Yu-Gi-Oh! VRAINS is the fifth spin-off anime series in the Yu-Gi-Oh! franchise and the ninth anime series overall. It is produced by Gallop and broadcast by TV Tokyo. The series is directed by Masahiro Hosoda. The series follows Yusaku Fujiki. It takes place in a high school environment in Den City. The series features Charisma Duelists who use VR and are similar to real life celebrities. The show's theme is "Let's take one step forward and try it!"
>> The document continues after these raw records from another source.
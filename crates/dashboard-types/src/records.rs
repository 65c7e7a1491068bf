//! Snapshot records copied out of the live simulation.
//!
//! Every record here is plain data: the owner thread builds or patches
//! it under a cache lock and readers only ever see whole copies. Field
//! names serialize in `camelCase` to match the dashboard front end.

use chrono::{DateTime, Utc};
use serde::{Deserialize, Serialize};
use ts_rs::TS;

/// Sentinel used for "no entity" in id-valued fields.
pub const NO_ID: i32 = -1;

/// Save name reported before any world has been loaded.
pub const DEFAULT_SAVE_NAME: &str = "DEFAULT_SAVE";

// ---------------------------------------------------------------------------
// Citizens
// ---------------------------------------------------------------------------

/// One citizen as last seen by the owner thread.
#[derive(Debug, Clone, PartialEq, Serialize, Deserialize, TS)]
#[serde(rename_all = "camelCase")]
#[ts(export, export_to = "bindings/")]
pub struct NpcRecord {
    /// Stable citizen id.
    pub id: i32,
    /// Given name.
    pub name: String,
    /// Family name.
    pub surname: String,
    /// Portrait as a `data:image/png;base64,...` URL, empty when unavailable.
    pub photo: String,
    /// Current hit points.
    pub hp_current: f32,
    /// Maximum hit points.
    pub hp_max: f32,
    /// Whether the citizen is dead.
    pub is_dead: bool,
    /// Whether the citizen is knocked out.
    pub is_ko: bool,
    /// Seconds left on the current knock-out, never negative.
    pub ko_remaining_seconds: f32,
    /// Total length of the current knock-out, never negative.
    pub ko_total_seconds: f32,
    /// Employer display name.
    pub employer: String,
    /// Job title at the employer.
    pub job_title: String,
    /// Salary as the simulation formats it.
    pub salary: String,
    /// Address id of the employer, or [`NO_ID`].
    pub work_address_id: i32,
    /// Home address display name.
    pub home_address: String,
    /// Home address id, or [`NO_ID`].
    pub home_address_id: i32,
    /// Age in whole years.
    pub age_years: i32,
    /// Coarse age bracket.
    pub age_group: String,
    /// Gender label.
    pub gender: String,
    /// Height in centimetres, rounded.
    pub height_cm: i32,
    /// Height bracket label.
    pub height_category: String,
    /// Body build label.
    pub build: String,
    /// Hair type label.
    pub hair_type: String,
    /// Hair colour category.
    pub hair_color: String,
    /// Eye colour.
    pub eyes: String,
    /// Shoe size.
    pub shoe_size: i32,
    /// Wears glasses (short- or far-sighted).
    pub glasses: bool,
    /// Has facial hair.
    pub facial_hair: bool,
    /// Birthday as the simulation formats it.
    pub date_of_birth: String,
    /// Home telephone number.
    pub telephone_number: String,
    /// Display name of the building the citizen lives in.
    pub lives_in_building: String,
    /// Display name of the floor the citizen lives on.
    pub lives_on_floor: String,
    /// Display name of the building the citizen works in.
    pub works_in_building: String,
    /// Working hours as the simulation formats them.
    pub work_hours: String,
    /// Handwriting font name.
    pub handwriting: String,
}

impl NpcRecord {
    /// A record carrying only an id, every other field defaulted.
    ///
    /// Extraction starts from this and fills in what the source yields.
    pub fn blank(id: i32) -> Self {
        Self {
            id,
            name: String::new(),
            surname: String::new(),
            photo: String::new(),
            hp_current: 0.0,
            hp_max: 0.0,
            is_dead: false,
            is_ko: false,
            ko_remaining_seconds: 0.0,
            ko_total_seconds: 0.0,
            employer: String::new(),
            job_title: String::new(),
            salary: String::new(),
            work_address_id: NO_ID,
            home_address: String::new(),
            home_address_id: NO_ID,
            age_years: 0,
            age_group: String::new(),
            gender: String::new(),
            height_cm: 0,
            height_category: String::new(),
            build: String::new(),
            hair_type: String::new(),
            hair_color: String::new(),
            eyes: String::new(),
            shoe_size: 0,
            glasses: false,
            facial_hair: false,
            date_of_birth: String::new(),
            telephone_number: String::new(),
            lives_in_building: String::new(),
            lives_on_floor: String::new(),
            works_in_building: String::new(),
            work_hours: String::new(),
            handwriting: String::new(),
        }
    }
}

// ---------------------------------------------------------------------------
// Addresses
// ---------------------------------------------------------------------------

/// A person living or working at an address.
#[derive(Debug, Clone, PartialEq, Eq, Serialize, Deserialize, TS)]
#[serde(rename_all = "camelCase")]
#[ts(export, export_to = "bindings/")]
pub struct ResidentRecord {
    /// Citizen id.
    pub id: i32,
    /// Given name.
    pub name: String,
    /// Family name, empty for non-citizen inhabitants.
    pub surname: String,
    /// Portrait data URL, empty when unavailable.
    pub photo: String,
    /// Job title, set only when this address is the resident's workplace.
    pub job_title: String,
}

/// An address with its inhabitants.
#[derive(Debug, Clone, PartialEq, Eq, Serialize, Deserialize, TS)]
#[serde(rename_all = "camelCase")]
#[ts(export, export_to = "bindings/")]
pub struct AddressRecord {
    /// Address id.
    pub id: i32,
    /// Address display name.
    pub name: String,
    /// Building display name.
    pub building_name: String,
    /// Floor display name.
    pub floor: String,
    /// Floor index, or [`NO_ID`] when unknown.
    pub floor_number: i32,
    /// Address preset name.
    pub address_preset: String,
    /// Whether the address is a residence.
    pub is_residence: bool,
    /// Interior design style name.
    pub design_style: String,
    /// Number of rooms.
    pub room_count: i32,
    /// Inhabitants in directory order.
    pub residents: Vec<ResidentRecord>,
}

impl AddressRecord {
    /// A record carrying only an id, every other field defaulted.
    pub const fn blank(id: i32) -> Self {
        Self {
            id,
            name: String::new(),
            building_name: String::new(),
            floor: String::new(),
            floor_number: NO_ID,
            address_preset: String::new(),
            is_residence: false,
            design_style: String::new(),
            room_count: 0,
            residents: Vec::new(),
        }
    }
}

/// Address list entry: an [`AddressRecord`] with residents reduced to a count.
#[derive(Debug, Clone, PartialEq, Eq, Serialize, Deserialize, TS)]
#[serde(rename_all = "camelCase")]
#[ts(export, export_to = "bindings/")]
pub struct AddressSummary {
    /// Address id.
    pub id: i32,
    /// Address display name.
    pub name: String,
    /// Building display name.
    pub building_name: String,
    /// Floor display name.
    pub floor: String,
    /// Floor index.
    pub floor_number: i32,
    /// Address preset name.
    pub address_preset: String,
    /// Whether the address is a residence.
    pub is_residence: bool,
    /// Number of inhabitants.
    pub resident_count: usize,
    /// Interior design style name.
    pub design_style: String,
    /// Number of rooms.
    pub room_count: i32,
}

impl From<&AddressRecord> for AddressSummary {
    fn from(record: &AddressRecord) -> Self {
        Self {
            id: record.id,
            name: record.name.clone(),
            building_name: record.building_name.clone(),
            floor: record.floor.clone(),
            floor_number: record.floor_number,
            address_preset: record.address_preset.clone(),
            is_residence: record.is_residence,
            resident_count: record.residents.len(),
            design_style: record.design_style.clone(),
            room_count: record.room_count,
        }
    }
}

// ---------------------------------------------------------------------------
// Derived state
// ---------------------------------------------------------------------------

/// One entry of the bounded death log.
#[derive(Debug, Clone, PartialEq, Serialize, Deserialize, TS)]
#[serde(rename_all = "camelCase")]
#[ts(export, export_to = "bindings/")]
pub struct DeathRecord {
    /// Id of the citizen who died.
    pub human_id: i32,
    /// Display name, `"Unknown"` when the source had none.
    pub name: String,
    /// Wall-clock time the death was recorded.
    pub timestamp: DateTime<Utc>,
    /// In-game clock value at the time of death.
    pub game_time: f32,
    /// In-game month, 1-12 (0 when unknown).
    pub game_month: i32,
    /// In-game day of month, 1-31 (0 when unknown).
    pub game_day: i32,
    /// In-game public year (0 when unknown).
    pub game_year: i32,
}

/// Current murderer and victim, each independently settable.
#[derive(Debug, Clone, PartialEq, Eq, Serialize, Deserialize, TS)]
#[serde(rename_all = "camelCase")]
#[ts(export, export_to = "bindings/")]
pub struct MurderState {
    /// Current murderer id, or [`NO_ID`].
    pub murderer_id: i32,
    /// Current victim id, or [`NO_ID`].
    pub victim_id: i32,
    /// When either slot last changed. `None` until the first change.
    pub last_updated: Option<DateTime<Utc>>,
}

impl Default for MurderState {
    fn default() -> Self {
        Self {
            murderer_id: NO_ID,
            victim_id: NO_ID,
            last_updated: None,
        }
    }
}

/// Session-level metadata for the loaded world.
#[derive(Debug, Clone, PartialEq, Eq, Serialize, Deserialize, TS)]
#[serde(rename_all = "camelCase")]
#[ts(export, export_to = "bindings/")]
pub struct GameMetadata {
    /// Save file name.
    pub save_name: String,
    /// Murder modus operandi for the current case.
    #[serde(rename = "murderMO")]
    pub murder_mo: String,
    /// In-game clock text, refreshed every tick.
    pub time_text: String,
    /// City name.
    pub city_name: String,
    /// Whether a world is loaded and base info has been captured.
    pub ready: bool,
}

impl Default for GameMetadata {
    fn default() -> Self {
        Self {
            save_name: String::from(DEFAULT_SAVE_NAME),
            murder_mo: String::new(),
            time_text: String::new(),
            city_name: String::new(),
            ready: false,
        }
    }
}

#[cfg(test)]
mod tests {
    #![allow(clippy::unwrap_used)]

    use super::*;

    #[test]
    fn npc_record_uses_front_end_field_names() {
        let record = NpcRecord::blank(12);
        let json = serde_json::to_value(&record).unwrap();
        assert_eq!(json["id"], 12);
        assert_eq!(json["hpCurrent"], 0.0);
        assert_eq!(json["koRemainingSeconds"], 0.0);
        assert_eq!(json["workAddressId"], NO_ID);
        assert_eq!(json["homeAddressId"], NO_ID);
        assert!(json.get("dateOfBirth").is_some());
        assert!(json.get("hp_current").is_none());
    }

    #[test]
    fn game_metadata_defaults_to_placeholder_save() {
        let meta = GameMetadata::default();
        let json = serde_json::to_value(&meta).unwrap();
        assert_eq!(json["saveName"], DEFAULT_SAVE_NAME);
        assert_eq!(json["murderMO"], "");
        assert_eq!(json["ready"], false);
    }

    #[test]
    fn summary_counts_residents() {
        let mut address = AddressRecord::blank(3);
        address.residents.push(ResidentRecord {
            id: 1,
            name: String::from("Ada"),
            surname: String::from("Lane"),
            photo: String::new(),
            job_title: String::new(),
        });
        let summary = AddressSummary::from(&address);
        assert_eq!(summary.resident_count, 1);
        let json = serde_json::to_value(&summary).unwrap();
        assert_eq!(json["residentCount"], 1);
        assert!(json.get("residents").is_none());
    }

    #[test]
    fn murder_state_starts_unset() {
        let state = MurderState::default();
        assert_eq!(state.murderer_id, NO_ID);
        assert_eq!(state.victim_id, NO_ID);
        assert!(state.last_updated.is_none());
    }
}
The series uses 8 pieces of theme music, including three opening themes and five ending themes. From episodes 1–46, the first opening theme is "With The Wind" (Wizu Za Windo) by Hiroaki "Tommy" Tominaga. From episodes 47–102, the second opening theme is "Go Forward" by Kimeru (Gō Fōwādo). From episodes 103–120, the third opening theme is "Calling" (コーリング, Kōringu) by Kimeru. From episodes 1–24, the first ending theme is "Believe In Magic" (Birību In Majikku) by Royga. From episodes 25–46, the second ending theme is "Writing Life" by Goodbye Holiday. From episodes 47–70, the third ending theme is "BOY" by uchuu. From episodes 71–95, the fourth ending theme is "Glory" (グローリー, Gurōrī) by Band-Maid. From episodes 96–119, the fifth ending theme is "Are You Ready?" ( ？, Ā Yū Redi?) by Bis.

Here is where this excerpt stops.